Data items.
/// Error types for the log monitor
pub mod error;

/// Error records and levels
pub mod events;

/// Keyword matching and record extraction
pub mod detection;

/// Log file tailing and change notifications
pub mod collectors;

/// Rate limiting and notification sinks
pub mod alerts;

/// Configuration management
pub mod config;

/// Self-monitoring counters
pub mod monitoring;

/// Pipeline orchestration and run loop
pub mod monitor;

// Re-export commonly used types
pub use error::{ConfigError, MonitorError, SinkError, TailerError};
pub use events::{ErrorLevel, ErrorRecord};
pub use monitor::{AlertPipeline, LineOutcome, LogMonitor};
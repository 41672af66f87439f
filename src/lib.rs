//! Maintenance utilities for a flat directory of static HTML pages: a
//! near-duplicate page detector and a sitemap builder.

pub mod config;
pub mod duplicates;
pub mod error;
pub mod filter;
pub mod parsers;
pub mod results;
pub mod similarity;
pub mod sitemap;
pub mod utils;

// Re-export commonly used types for convenience
pub use config::Config;
pub use duplicates::DuplicateDetector;
pub use error::{Error, Result};
pub use results::{DuplicateReport, Page, SimilarityPair};
pub use similarity::SimilarityMetric;
pub use sitemap::SitemapBuilder;
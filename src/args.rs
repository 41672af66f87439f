use clap::{Parser, Subcommand, ValueEnum};
use sitepages::SimilarityMetric;
use std::path::PathBuf;

#[derive(Parser, Debug)]
#[command(name = "sitepages")]
#[command(about = "Near-duplicate detection and sitemap generation for static pages")]
#[command(version)]
pub struct Args {
    /// JSON configuration file
    #[arg(short, long, global = true, value_name = "FILE")]
    pub config: Option<PathBuf>,

    #[command(subcommand)]
    pub command: Command,
}

#[derive(Subcommand, Debug)]
pub enum Command {
    /// Find near-duplicate pages and write duplicate_report.json
    Duplicates {
        /// Directory to scan
        #[arg(value_name = "DIR", default_value = ".")]
        dir: PathBuf,

        /// Report pairs whose ratio is strictly above this value (0.0 to 1.0)
        #[arg(short, long, value_parser = parse_ratio)]
        threshold: Option<f64>,

        /// Ignore pages with this many characters of text or fewer (a page of
        /// exactly this length is ignored)
        #[arg(long)]
        min_length: Option<usize>,

        /// Number of characters compared per page
        #[arg(long)]
        prefix_length: Option<usize>,

        /// Similarity metric
        #[arg(short, long, value_enum)]
        metric: Option<MetricArg>,
    },

    /// Generate sitemap.xml for the pages of a directory
    Sitemap {
        /// Directory containing the pages
        #[arg(value_name = "DIR", default_value = ".")]
        dir: PathBuf,

        /// Public URL of the site root
        #[arg(long)]
        base_url: Option<String>,

        /// Output file name inside DIR
        #[arg(short, long, value_name = "FILE")]
        output: Option<String>,

        /// Skip re-reading the written sitemap
        #[arg(long)]
        no_validate: bool,
    },

    /// Print an existing duplicate report
    Report {
        /// Directory containing the report
        #[arg(value_name = "DIR", default_value = ".")]
        dir: PathBuf,
    },
}

#[derive(Copy, Clone, Debug, PartialEq, Eq, ValueEnum)]
pub enum MetricArg {
    /// Position-aligned character comparison
    Aligned,
    /// Word shingle overlap
    Shingle,
}

/// Parse a finite ratio between 0.0 and 1.0
fn parse_ratio(value: &str) -> Result<f64, String> {
    let ratio: f64 = value
        .parse()
        .map_err(|_| format!("`{}` is not a number", value))?;
    if !ratio.is_finite() || !(0.0..=1.0).contains(&ratio) {
        return Err(format!("{} is not between 0.0 and 1.0", value));
    }
    Ok(ratio)
}

/// Convert from CLI metric argument to the library metric
pub fn convert_metric(arg: MetricArg) -> SimilarityMetric {
    match arg {
        MetricArg::Aligned => SimilarityMetric::Aligned,
        MetricArg::Shingle => SimilarityMetric::Shingle,
    }
}
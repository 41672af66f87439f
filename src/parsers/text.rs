/// Collapses every run of whitespace (including newlines) to a single space
/// and trims both ends.
pub fn normalize_whitespace(text: &str) -> String {
    text.split_whitespace().collect::<Vec<_>>().join(" ")
}

/// Returns the first `max_chars` characters of `text`.
///
/// Counts Unicode scalar values, so multi-byte text (Arabic, emoji) is never
/// cut inside a character.
pub fn truncate_chars(text: &str, max_chars: usize) -> &str {
    match text.char_indices().nth(max_chars) {
        Some((byte_idx, _)) => &text[..byte_idx],
        None => text,
    }
}

/// Number of characters in `text`
pub fn char_len(text: &str) -> usize {
    text.chars().count()
}
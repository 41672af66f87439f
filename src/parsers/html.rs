use crate::parsers::{Extraction, Region, text};
use scraper::node::Node;
use scraper::{ElementRef, Html, Selector};
use std::sync::LazyLock;

static MAIN_SELECTOR: LazyLock<Selector> =
    LazyLock::new(|| Selector::parse("main").expect("valid main selector"));

static CONTAINER_SELECTOR: LazyLock<Selector> =
    LazyLock::new(|| Selector::parse("div.container").expect("valid container selector"));

/// Elements whose contents are never visible text
const HIDDEN_ELEMENTS: [&str; 4] = ["script", "style", "noscript", "template"];

/// Extracts the visible text of an HTML page.
///
/// Script and style contents are dropped, the first `<main>` element is
/// preferred, then the first `div.container`, then the whole document.
/// Text nodes are joined without separators, as if the tags were deleted,
/// and whitespace is then collapsed.
pub fn extract_visible_text(html: &str) -> Extraction {
    let doc = Html::parse_document(html);

    let (root, region) = if let Some(main) = doc.select(&MAIN_SELECTOR).next() {
        (main, Region::Main)
    } else if let Some(container) = doc.select(&CONTAINER_SELECTOR).next() {
        (container, Region::Container)
    } else {
        (doc.root_element(), Region::Document)
    };

    let mut raw = String::new();
    push_visible_text(root, &mut raw);

    Extraction::new(text::normalize_whitespace(&raw), region)
}

fn push_visible_text(element: ElementRef<'_>, out: &mut String) {
    for child in element.children() {
        match child.value() {
            Node::Text(text) => out.push_str(text),
            Node::Element(el) if HIDDEN_ELEMENTS.contains(&el.name()) => {}
            Node::Element(_) => {
                if let Some(child_element) = ElementRef::wrap(child) {
                    push_visible_text(child_element, out);
                }
            }
            _ => {}
        }
    }
}
use crate::error::{Error, Result};
use crate::utils::round_ratio;
use serde::{Deserialize, Serialize};
use std::fs;
use std::path::{Path, PathBuf};

/// A page that qualified for comparison
#[derive(Debug, Clone, PartialEq, Eq)]
pub struct Page {
    /// File name of the page inside the scanned directory
    pub name: String,

    /// Normalized, truncated visible text
    pub text: String,
}

impl Page {
    pub fn new(name: String, text: String) -> Self {
        Self { name, text }
    }
}

/// Two distinct pages whose similarity exceeded the threshold
#[derive(Debug, Clone, PartialEq, Serialize, Deserialize)]
pub struct SimilarityPair {
    /// First file name (earlier in scan order)
    pub a: String,

    /// Second file name
    pub b: String,

    /// Similarity ratio rounded to two decimals
    pub ratio: f64,
}

impl SimilarityPair {
    /// Create a new pair, rounding the ratio for reporting
    pub fn new(a: String, b: String, ratio: f64) -> Self {
        Self {
            a,
            b,
            ratio: round_ratio(ratio),
        }
    }
}

/// Ordered list of near-duplicate pairs, serialized as a bare JSON array
#[derive(Debug, Clone, Default, PartialEq, Serialize, Deserialize)]
#[serde(transparent)]
pub struct DuplicateReport {
    pub pairs: Vec<SimilarityPair>,
}

impl DuplicateReport {
    pub fn new() -> Self {
        Self::default()
    }

    pub fn push(&mut self, pair: SimilarityPair) {
        self.pairs.push(pair);
    }

    pub fn len(&self) -> usize {
        self.pairs.len()
    }

    pub fn is_empty(&self) -> bool {
        self.pairs.is_empty()
    }

    /// Pretty-printed JSON with two-space indentation; non-ASCII is written literally
    pub fn to_json(&self) -> Result<String> {
        Ok(serde_json::to_string_pretty(self)?)
    }

    /// Write the report to `path`, replacing any existing file
    pub fn write_to(&self, path: &Path) -> Result<()> {
        let json = self.to_json()?;
        fs::write(path, json).map_err(|e| Error::io(path, e))
    }

    /// Load a previously written report
    pub fn load(path: &Path) -> Result<Self> {
        let contents = fs::read_to_string(path).map_err(|e| Error::io(path, e))?;
        Ok(serde_json::from_str(&contents)?)
    }
}

/// Outcome of one detector run
#[derive(Debug, Clone)]
pub struct ScanSummary {
    /// Number of pages that qualified for comparison
    pub pages_compared: usize,

    /// The pairs that were written
    pub report: DuplicateReport,

    /// Where the report was written
    pub report_path: PathBuf,
}

#[cfg(test)]
mod tests {
    use super::*;

    #[test]
    fn test_pair_ratio_is_rounded() {
        let pair = SimilarityPair::new("a.html".into(), "b.html".into(), 0.87654);
        assert_eq!(pair.ratio, 0.88);
    }

    #[test]
    fn test_report_json_shape() {
        let mut report = DuplicateReport::new();
        report.push(SimilarityPair::new("x.html".into(), "y.html".into(), 1.0));

        let json = report.to_json().unwrap();
        assert_eq!(
            json,
            "[\n  {\n    \"a\": \"x.html\",\n    \"b\": \"y.html\",\n    \"ratio\": 1.0\n  }\n]"
        );
    }

    #[test]
    fn test_empty_report_is_empty_array() {
        assert_eq!(DuplicateReport::new().to_json().unwrap(), "[]");
    }

    #[test]
    fn test_non_ascii_names_are_not_escaped() {
        let mut report = DuplicateReport::new();
        report.push(SimilarityPair::new(
            "طرق_ربح_المال_auto.html".into(),
            "ربح.html".into(),
            0.91,
        ));
        let json = report.to_json().unwrap();
        assert!(json.contains("طرق_ربح_المال_auto.html"));
        assert!(!json.contains("\\u"));
    }

    #[test]
    fn test_write_and_load() {
        let dir = tempfile::tempdir().unwrap();
        let path = dir.path().join("duplicate_report.json");

        let mut report = DuplicateReport::new();
        report.push(SimilarityPair::new("a.html".into(), "b.html".into(), 0.8333));
        report.write_to(&path).unwrap();

        let loaded = DuplicateReport::load(&path).unwrap();
        assert_eq!(loaded, report);
        assert_eq!(loaded.pairs[0].ratio, 0.83);
    }
}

Your goal.
There is a line with "self.pairs.is_empty()" and a line with "let json = self.to_json()?;" above. Copy exactly those two lines and all lines between them, with nothing else.

Task result.
        self.pairs.is_empty()
    }

    /// Pretty-printed JSON with two-space indentation; non-ASCII is written literally
    pub fn to_json(&self) -> Result<String> {
        Ok(serde_json::to_string_pretty(self)?)
    }

    /// Write the report to `path`, replacing any existing file
    pub fn write_to(&self, path: &Path) -> Result<()> {
        let json = self.to_json()?;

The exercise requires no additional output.